Last Sunday, I was so grateful we had afternoon plans to go see “Big, The Musical” at Adventure Theatre MTC in Glen Echo Park. It was so rainy and so cold – it was fortuitous that we made such great indoor plans before knowing how dreadful the weather would be.
I was also excited about embarking upon this Important Wired Momma Business Affair because I had a dear friend, Christiana, in town from Chicago and she is a true musical theater lover – so what a treat to take her to one of my fav children’s theaters of all time. Now full disclosure – heading into this production, I had some reservations about bringing my girls. They are now almost 7 and almost 4 and I worried the subject matter would be too mature for them but the show is recommended for kids ages 5 and older. I’ve been pushing it with the youngest Wired Momma’ette for a few years now, so what’s one more rainy day with a musical distraction, I reasoned?
Unfortunately, I learned the hard way that sometimes, it’s best to trust one’s gut and the theatre’s age recommendations….but let’s be honest, my number was bound to be up on that lesson.
As it turns out, “Big, The Musical” is the first show at Adventure Theatre that I’ve seen starring actual children….real….live….children. This was a big change and one that I think, in particular, will appeal to the area tweens if they haven’t yet seen this production. My almost seven-year-old also delighted in seeing young tweens on stage and I think it further inspired her love of theatre and music. That said, I actually totally disagree with the Adventure Theatre on their age recommendations and honestly think this production is suited for those at least 9 years old and up.
First, as any child of the 80s knows, the subject matter of “Big” is just too complex for the younger kids in the audience. I admire Adventure Theatre
for such an ambitious program; to tackle a Hollywood movie hit, that was later adapted for Broadway in the late 90s, to then pair it down to a 80-minute production for young audiences is no small feat. The set was simple, the wardrobe well suited to the 80s movie we all recall and the famous Zoltar was outfitted in the most creative and colorful costume in the production. Adventure Theatre also incorporated multi-media in this production which I thought was an interesting and dynamic touch.

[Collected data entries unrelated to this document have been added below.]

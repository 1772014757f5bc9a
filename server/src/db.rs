use anyhow::Context;
use diesel::prelude::*;
use diesel::r2d2::{self, ConnectionManager};
use diesel_migrations::{embed_migrations, EmbeddedMigrations, MigrationHarness};

pub const MIGRATIONS: EmbeddedMigrations = embed_migrations!("../migrations");

pub type DbPool = r2d2::Pool<ConnectionManager<PgConnection>>;
pub type PooledConn = r2d2::PooledConnection<ConnectionManager<PgConnection>>;

pub fn create_pool(database_url: &str) -> anyhow::Result<DbPool> {
    let manager = ConnectionManager::<PgConnection>::new(database_url);
    let pool = r2d2::Pool::builder()
        .build(manager)
        .context("Failed to create database pool")?;

    // Run pending migrations on startup
    let mut conn = pool
        .get()
        .context("Failed to get DB connection for migrations")?;
    conn.run_pending_migrations(MIGRATIONS)
        .map_err(|e| anyhow::anyhow!("Failed to run database migrations: {e}"))?;

    Ok(pool)
}

/// Check out a pooled connection inside a handler, returning a 500 response
/// from the handler if the pool is exhausted or the database is down.
#[macro_export]
macro_rules! get_conn {
    ($pool:expr) => {
        match $pool.get() {
            Ok(conn) => conn,
            Err(e) => {
                tracing::error!("Failed to get database connection: {}", e);
                return (
                    axum::http::StatusCode::INTERNAL_SERVER_ERROR,
                    axum::Json($crate::api::ErrorResponse {
                        error: "Database connection failed".to_string(),
                    }),
                )
                    .into_response();
            }
        }
    };
}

I hadn’t seen the movie probably since the late 80s and must admit, the idea that young 12 year-old Josh Baskin (played by Marley McKay) would essentially go missing and his mother (played by Kate Fisher) would be satisfied with one call from him noting that he needs some time and will be back in a few weeks, now seems absolutely ludicrous to adult, parent moi. I bought it as a tween back in Tom Hanks’ day, however. Neither of my kids noted this as unusual or problematic.
I eagerly awaited the iconic piano scene from FAO Schwarz and wondered how this production would recreate it – and they did a pretty good job. Adult Josh (played by Greg Maheu) exuberantly portrays a child-like adult who happily joins MacMillan Toys CEO (played by Lawrence Munsey) on the floor piano for a rendition of Chopsticks. Maheu has no small task in front of him, taking on a role that requires child like gestures and enthusiasm while functioning in the adult world. I thought he did it very well and portrayed a convincing and believable child-adult.
Here’s where I cut to the Wired Momma children, however, and note that all of this was racing over their heads, and it was only the mixing in of dynamic and well sung dancing scenes and colorful toys that they wanted to play with, that enabled me to keep them seated and somewhat engaged during the 80-minute production. Again, I take the blame for bringing my youngest but given the age of the child actors in this production and the content of the show, I really believe that unless you have a 4th grader on up, this is not the production for you. I almost found myself wondering if Adventure Theatre is remodeling its approach to children’s theater in this area but a quick look at their upcoming shows makes me think they are not. The flip side is that I think it’s really nice and refreshing to actually see children performing in a children’s theatre, and I think the kids themselves really like to see that on stage, so if I did have older kids – this would be a show I would absolutely take them too.
“Big, The Musical” is only running through October 28. Tickets are $19 each and can be purchased online. The Wired Momma kids are really looking forward to the next production, The Little House Christmas, because they are still talking about last year’s Christmas show.
Disclosure: Adventure Theatre MTC gifted the tickets to me. My opinions here are all my own.